Metabolic Network of Synechococcus Sp PCC 7002: Genome Scale Metabolic Model, Flux Analysis and Network Modifications for Biofuel Production

Synechococcus sp PCC 7002 is a model cyanobacterium with characteristics favorable for industrial scale bioprocess applications such as: shorter doubling time (~4h), ability to with stand high light intensities, tolerance to high salt concentrations, naturally transformable etc. In this study Genome Scale Metabolic model and Constraint Based Reconstruction Analysis (COBRA) are used to analyze the metabolism of this cyanobacterium. Gene essentiality and synthetic lethality analysis were used to analyse the robustness under gene perturbation. The number of essential and synthetic lethal genes revealed that the metabolic network of PCC 7002 is less robust than Synechocystis sp PCC 6803 under gene perturbation.

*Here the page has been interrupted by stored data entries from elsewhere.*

//! Planar coordinates and heading arithmetic.
//!
//! The fog topology lives on a flat plane measured in arbitrary distance
//! units, so plain Euclidean distance is exact and symmetric.  Angles are in
//! **degrees**, counter-clockwise from the +x axis, normalised into
//! `[0, 360)`.  Device headings, migration-point angles, and the `Direction`
//! feature sent to the inference service all use this convention.

/// An `(x, y)` position on the simulation plane.
#[derive(Copy, Clone, Debug, PartialEq)]
#[cfg_attr(feature = "serde", derive(serde::Serialize, serde::Deserialize))]
pub struct Coordinate {
    pub x: f64,
    pub y: f64,
}

impl Coordinate {
    pub const ORIGIN: Coordinate = Coordinate { x: 0.0, y: 0.0 };

    #[inline]
    pub fn new(x: f64, y: f64) -> Self {
        Self { x, y }
    }

    /// Euclidean distance to `other`.
    #[inline]
    pub fn distance(self, other: Coordinate) -> f64 {
        (other.x - self.x).hypot(other.y - self.y)
    }

    /// Bearing from `self` towards `other`, in degrees.
    ///
    /// Returns `None` when the two points coincide, because no direction is
    /// defined between them.
    pub fn bearing_to(self, other: Coordinate) -> Option<f64> {
        let dx = other.x - self.x;
        let dy = other.y - self.y;
        if dx == 0.0 && dy == 0.0 {
            return None;
        }
        Some(normalize_deg(dy.atan2(dx).to_degrees()))
    }

    /// The point reached after moving `dist` units along `heading_deg`.
    pub fn advance(self, heading_deg: f64, dist: f64) -> Coordinate {
        let rad = heading_deg.to_radians();
        Coordinate {
            x: self.x + dist * rad.cos(),
            y: self.y + dist * rad.sin(),
        }
    }
}

impl std::fmt::Display for Coordinate {
    fn fmt(&self, f: &mut std::fmt::Formatter<'_>) -> std::fmt::Result {
        write!(f, "({:.3}, {:.3})", self.x, self.y)
    }
}

/// Wrap any angle into `[0, 360)`.
#[inline]
pub fn normalize_deg(deg: f64) -> f64 {
    let wrapped = deg.rem_euclid(360.0);
    // rem_euclid can round up to exactly 360.0 for tiny negative inputs.
    if wrapped >= 360.0 { 0.0 } else { wrapped }
}

/// Smallest absolute difference between two headings, in `[0, 180]`.
#[inline]
pub fn angle_between_deg(a: f64, b: f64) -> f64 {
    let diff = normalize_deg(a - b);
    if diff > 180.0 { 360.0 - diff } else { diff }
}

Flux distributions under photoautotrophic, heterotrophic (in glycerol) and mixotrophic (in glycerol) conditions were predicted to gain insights into the metabolism of this organism. It was observed that the heterotrophic metabolism in glycerol is different from the glucose metabolism under dark. Heterotrophic growth in glycerol showed a complete TCA cycle and zero flux through the Oxidative Pentose Phosphate (OPP) Pathway. Minimization of Metabolic Adjustment (MOMA) algorithm, was used to identify candidate mutants that produce enhanced ethanol and butanol. An exhaustive analysis of Photoautotrophic flux distribution of all single and double gene reaction knock out mutants was done to identify mutants with high production rates of the target chemicals. The candidates with higher production rates were analysed in detail. It was found that double gene knock outs could divert only ~10% of the fixed carbon towards the target biofuel production.